EXERCISE BRIEF>
Return the lines below exactly, from the first one through the line that has "Every collection is". Leave out everything after it.

RECORDS SHOWN>

-*-*-

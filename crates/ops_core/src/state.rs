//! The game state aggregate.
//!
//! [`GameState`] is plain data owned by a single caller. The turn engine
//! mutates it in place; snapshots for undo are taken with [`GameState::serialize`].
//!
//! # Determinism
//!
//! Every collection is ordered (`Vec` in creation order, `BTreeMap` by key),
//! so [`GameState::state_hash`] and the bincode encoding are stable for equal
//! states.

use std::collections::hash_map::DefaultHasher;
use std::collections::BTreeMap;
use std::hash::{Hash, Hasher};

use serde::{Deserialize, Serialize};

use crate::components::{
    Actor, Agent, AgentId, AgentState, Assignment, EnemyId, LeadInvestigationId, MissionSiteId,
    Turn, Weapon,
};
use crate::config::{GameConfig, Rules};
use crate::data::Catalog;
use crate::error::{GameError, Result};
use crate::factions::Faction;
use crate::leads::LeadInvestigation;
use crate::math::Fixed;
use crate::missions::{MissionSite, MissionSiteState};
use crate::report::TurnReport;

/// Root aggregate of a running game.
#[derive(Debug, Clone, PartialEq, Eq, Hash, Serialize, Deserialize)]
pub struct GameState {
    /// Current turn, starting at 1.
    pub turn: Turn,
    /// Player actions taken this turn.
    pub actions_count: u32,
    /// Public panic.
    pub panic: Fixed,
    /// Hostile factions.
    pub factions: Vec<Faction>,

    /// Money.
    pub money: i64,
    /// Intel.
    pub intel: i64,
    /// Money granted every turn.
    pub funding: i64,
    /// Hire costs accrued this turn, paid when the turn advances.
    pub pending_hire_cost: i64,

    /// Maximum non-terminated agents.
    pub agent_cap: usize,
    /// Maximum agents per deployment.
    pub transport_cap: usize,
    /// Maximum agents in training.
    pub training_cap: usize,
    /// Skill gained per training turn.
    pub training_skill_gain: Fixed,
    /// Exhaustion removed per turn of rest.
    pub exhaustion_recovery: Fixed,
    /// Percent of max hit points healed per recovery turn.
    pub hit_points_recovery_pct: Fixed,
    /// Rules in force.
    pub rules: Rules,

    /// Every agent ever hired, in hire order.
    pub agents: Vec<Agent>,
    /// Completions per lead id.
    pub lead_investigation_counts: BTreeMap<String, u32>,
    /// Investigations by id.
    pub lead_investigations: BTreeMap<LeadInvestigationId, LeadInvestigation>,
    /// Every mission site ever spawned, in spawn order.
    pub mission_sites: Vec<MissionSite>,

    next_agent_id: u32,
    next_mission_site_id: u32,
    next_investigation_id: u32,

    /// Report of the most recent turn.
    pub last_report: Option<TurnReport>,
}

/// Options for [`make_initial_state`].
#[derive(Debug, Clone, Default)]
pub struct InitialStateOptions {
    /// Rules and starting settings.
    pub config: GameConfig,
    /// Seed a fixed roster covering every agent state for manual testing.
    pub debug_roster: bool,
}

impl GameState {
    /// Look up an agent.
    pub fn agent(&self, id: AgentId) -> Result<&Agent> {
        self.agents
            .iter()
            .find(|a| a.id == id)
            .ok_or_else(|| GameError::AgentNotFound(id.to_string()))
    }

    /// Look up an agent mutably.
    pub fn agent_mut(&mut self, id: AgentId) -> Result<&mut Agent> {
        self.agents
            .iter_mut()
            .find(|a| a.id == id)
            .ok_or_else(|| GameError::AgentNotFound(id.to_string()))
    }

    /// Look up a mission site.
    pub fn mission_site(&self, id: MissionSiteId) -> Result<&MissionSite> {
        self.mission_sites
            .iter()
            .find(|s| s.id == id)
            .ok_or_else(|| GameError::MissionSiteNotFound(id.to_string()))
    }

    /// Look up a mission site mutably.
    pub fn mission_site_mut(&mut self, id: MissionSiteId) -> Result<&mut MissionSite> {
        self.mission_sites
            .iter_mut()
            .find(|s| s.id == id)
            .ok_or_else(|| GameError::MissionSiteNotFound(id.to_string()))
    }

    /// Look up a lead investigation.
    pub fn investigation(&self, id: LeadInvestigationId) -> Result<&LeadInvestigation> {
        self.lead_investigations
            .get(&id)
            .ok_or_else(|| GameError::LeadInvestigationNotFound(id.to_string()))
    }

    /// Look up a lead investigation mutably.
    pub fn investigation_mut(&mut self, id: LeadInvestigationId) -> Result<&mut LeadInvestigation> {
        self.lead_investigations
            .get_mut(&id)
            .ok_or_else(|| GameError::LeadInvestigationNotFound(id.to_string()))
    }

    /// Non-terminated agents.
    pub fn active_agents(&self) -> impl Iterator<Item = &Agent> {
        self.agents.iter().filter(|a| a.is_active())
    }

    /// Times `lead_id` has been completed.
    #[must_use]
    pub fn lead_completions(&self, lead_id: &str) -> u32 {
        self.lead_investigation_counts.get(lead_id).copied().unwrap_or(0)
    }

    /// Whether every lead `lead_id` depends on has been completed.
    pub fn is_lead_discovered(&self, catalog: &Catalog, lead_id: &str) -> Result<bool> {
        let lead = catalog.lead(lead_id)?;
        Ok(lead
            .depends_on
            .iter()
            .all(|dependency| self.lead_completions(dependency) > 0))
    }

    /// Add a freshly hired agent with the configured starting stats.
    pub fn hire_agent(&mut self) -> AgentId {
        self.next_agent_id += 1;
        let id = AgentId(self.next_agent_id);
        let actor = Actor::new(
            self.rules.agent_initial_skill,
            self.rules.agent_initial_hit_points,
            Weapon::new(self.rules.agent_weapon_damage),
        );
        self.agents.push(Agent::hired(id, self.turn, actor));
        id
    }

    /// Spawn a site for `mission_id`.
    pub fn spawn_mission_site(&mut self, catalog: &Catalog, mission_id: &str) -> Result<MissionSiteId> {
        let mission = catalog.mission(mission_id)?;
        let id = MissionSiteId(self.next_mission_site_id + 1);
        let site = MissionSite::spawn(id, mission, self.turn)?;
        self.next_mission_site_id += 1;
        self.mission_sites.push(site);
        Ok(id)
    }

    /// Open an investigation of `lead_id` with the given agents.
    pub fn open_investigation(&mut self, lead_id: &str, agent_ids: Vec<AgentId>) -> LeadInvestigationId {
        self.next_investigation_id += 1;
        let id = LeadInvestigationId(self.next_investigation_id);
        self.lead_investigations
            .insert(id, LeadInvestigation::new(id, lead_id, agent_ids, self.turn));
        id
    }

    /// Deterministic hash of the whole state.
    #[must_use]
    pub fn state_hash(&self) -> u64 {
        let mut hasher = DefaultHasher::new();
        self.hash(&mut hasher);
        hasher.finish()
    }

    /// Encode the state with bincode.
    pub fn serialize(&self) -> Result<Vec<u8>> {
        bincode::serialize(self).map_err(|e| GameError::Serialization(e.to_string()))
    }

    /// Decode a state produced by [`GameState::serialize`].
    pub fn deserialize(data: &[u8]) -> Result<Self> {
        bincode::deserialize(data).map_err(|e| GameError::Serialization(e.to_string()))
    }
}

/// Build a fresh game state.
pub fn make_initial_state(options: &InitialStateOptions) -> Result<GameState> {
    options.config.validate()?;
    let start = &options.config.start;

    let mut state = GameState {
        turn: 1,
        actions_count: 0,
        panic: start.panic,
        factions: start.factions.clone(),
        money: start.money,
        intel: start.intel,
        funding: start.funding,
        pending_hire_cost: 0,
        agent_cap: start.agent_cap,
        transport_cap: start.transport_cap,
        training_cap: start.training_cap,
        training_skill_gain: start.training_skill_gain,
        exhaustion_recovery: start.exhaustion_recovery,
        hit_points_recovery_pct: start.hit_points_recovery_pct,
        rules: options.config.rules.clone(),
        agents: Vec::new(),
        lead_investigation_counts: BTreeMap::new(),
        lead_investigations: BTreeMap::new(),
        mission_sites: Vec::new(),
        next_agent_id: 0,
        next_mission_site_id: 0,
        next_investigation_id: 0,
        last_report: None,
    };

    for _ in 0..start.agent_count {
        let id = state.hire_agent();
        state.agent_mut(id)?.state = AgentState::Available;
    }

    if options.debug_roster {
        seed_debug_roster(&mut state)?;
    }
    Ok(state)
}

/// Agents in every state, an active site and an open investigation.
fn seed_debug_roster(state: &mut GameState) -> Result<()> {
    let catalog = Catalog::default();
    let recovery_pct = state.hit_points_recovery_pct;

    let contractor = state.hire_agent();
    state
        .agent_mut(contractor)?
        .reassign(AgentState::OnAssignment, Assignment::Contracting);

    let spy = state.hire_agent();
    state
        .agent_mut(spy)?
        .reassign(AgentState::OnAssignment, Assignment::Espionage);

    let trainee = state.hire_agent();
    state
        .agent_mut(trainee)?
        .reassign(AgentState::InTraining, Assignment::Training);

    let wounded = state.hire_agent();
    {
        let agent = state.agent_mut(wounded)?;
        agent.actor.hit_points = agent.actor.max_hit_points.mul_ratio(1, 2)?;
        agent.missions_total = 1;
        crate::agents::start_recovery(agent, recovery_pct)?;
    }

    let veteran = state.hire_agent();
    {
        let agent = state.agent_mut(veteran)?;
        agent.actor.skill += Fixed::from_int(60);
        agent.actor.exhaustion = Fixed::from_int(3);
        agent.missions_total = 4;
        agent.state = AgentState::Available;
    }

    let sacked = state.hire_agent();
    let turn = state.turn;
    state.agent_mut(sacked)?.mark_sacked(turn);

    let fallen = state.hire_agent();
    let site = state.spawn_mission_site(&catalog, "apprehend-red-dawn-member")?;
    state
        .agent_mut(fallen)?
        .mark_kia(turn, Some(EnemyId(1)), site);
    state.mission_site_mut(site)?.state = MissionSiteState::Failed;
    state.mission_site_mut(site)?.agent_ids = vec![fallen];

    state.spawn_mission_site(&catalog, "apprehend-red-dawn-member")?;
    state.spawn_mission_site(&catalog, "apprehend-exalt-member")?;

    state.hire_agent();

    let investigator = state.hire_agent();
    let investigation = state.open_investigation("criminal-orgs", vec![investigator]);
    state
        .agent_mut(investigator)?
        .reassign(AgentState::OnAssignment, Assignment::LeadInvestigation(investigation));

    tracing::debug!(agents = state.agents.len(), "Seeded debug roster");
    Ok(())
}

-*-*-

OUTPUT FOR THIS EXERCISE>
filename crates/ops_core/src/state.rs
//! The game state aggregate.
//!
//! [`GameState`] is plain data owned by a single caller. The turn engine
//! mutates it in place; snapshots for undo are taken with [`GameState::serialize`].
//!
//! # Determinism
//!
//! Every collection is ordered (`Vec` in creation order, `BTreeMap` by key),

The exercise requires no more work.